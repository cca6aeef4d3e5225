//! Ordered key set: an [`IntrusiveList`] of keys plus a key → `SlotId` index.
//!
//! Each key appears at most once. The head is the oldest position and the
//! tail the newest. Both insertion-order and access-order tracking are built
//! on top of this type.
//!
//! | Operation      | Time |
//! |----------------|------|
//! | `push_back`    | O(1) |
//! | `move_to_back` | O(1) |
//! | `remove`       | O(1) |
//! | `position`     | O(n) |
use std::hash::Hash;

use rustc_hash::FxHashMap;

use crate::ds::intrusive_list::{IntrusiveList, IntrusiveListIter};
use crate::ds::slot_arena::SlotId;
use crate::error::InvariantError;

#[derive(Debug)]
pub struct KeyOrder<K> {
    list: IntrusiveList<K>,
    index: FxHashMap<K, SlotId>,
}

impl<K> KeyOrder<K>
where
    K: Clone + Eq + Hash,
{
    pub fn new() -> Self {
        Self {
            list: IntrusiveList::new(),
            index: FxHashMap::default(),
        }
    }

    pub fn with_capacity(capacity: usize) -> Self {
        Self {
            list: IntrusiveList::with_capacity(capacity),
            index: FxHashMap::with_capacity_and_hasher(capacity, Default::default()),
        }
    }

    pub fn len(&self) -> usize {
        self.index.len()
    }

    pub fn is_empty(&self) -> bool {
        self.index.is_empty()
    }

    pub fn contains(&self, key: &K) -> bool {
        self.index.contains_key(key)
    }

    /// Appends `key` at the tail. Returns `false` and leaves the order
    /// untouched if the key is already present.
    pub fn push_back(&mut self, key: K) -> bool {
        if self.index.contains_key(&key) {
            return false;
        }
        let id = self.list.push_back(key.clone());
        self.index.insert(key, id);
        true
    }

    /// Moves `key` to the tail, appending it if absent.
    pub fn move_to_back(&mut self, key: &K) {
        match self.index.get(key) {
            Some(&id) => {
                self.list.move_to_back(id);
            },
            None => {
                self.push_back(key.clone());
            },
        }
    }

    /// Removes `key`; returns `true` if it was present.
    pub fn remove(&mut self, key: &K) -> bool {
        match self.index.remove(key) {
            Some(id) => self.list.remove(id).is_some(),
            None => false,
        }
    }

    pub fn front(&self) -> Option<&K> {
        self.list.front()
    }

    pub fn back(&self) -> Option<&K> {
        self.list.back()
    }

    /// Iterates from the head (oldest) to the tail (newest).
    pub fn iter(&self) -> IntrusiveListIter<'_, K> {
        self.list.iter()
    }

    /// Zero-based distance of `key` from the head.
    pub fn position(&self, key: &K) -> Option<usize> {
        if !self.index.contains_key(key) {
            return None;
        }
        self.list.iter().position(|k| k == key)
    }

    pub fn clear(&mut self) {
        self.list.clear();
        self.index.clear();
    }

    pub fn check_invariants(&self) -> Result<(), InvariantError> {
        self.list.check_invariants()?;
        if self.list.len() != self.index.len() {
            return Err(InvariantError::new(format!(
                "key order list holds {} nodes but index holds {} keys",
                self.list.len(),
                self.index.len()
            )));
        }
        for (key, &id) in &self.index {
            match self.list.get(id) {
                Some(stored) if stored == key => {},
                _ => {
                    return Err(InvariantError::new(format!(
                        "index slot {:?} does not hold its key",
                        id
                    )))
                },
            }
        }
        Ok(())
    }
}

impl<K> Default for KeyOrder<K>
where
    K: Clone + Eq + Hash,
{
    fn default() -> Self {
        Self::new()
    }
}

****

About this exercise
Every line above with the word "crate" belongs in the answer, copied as written.

Result of the task
use crate::ds::intrusive_list::{IntrusiveList, IntrusiveListIter};
use crate::ds::slot_arena::SlotId;
use crate::error::InvariantError;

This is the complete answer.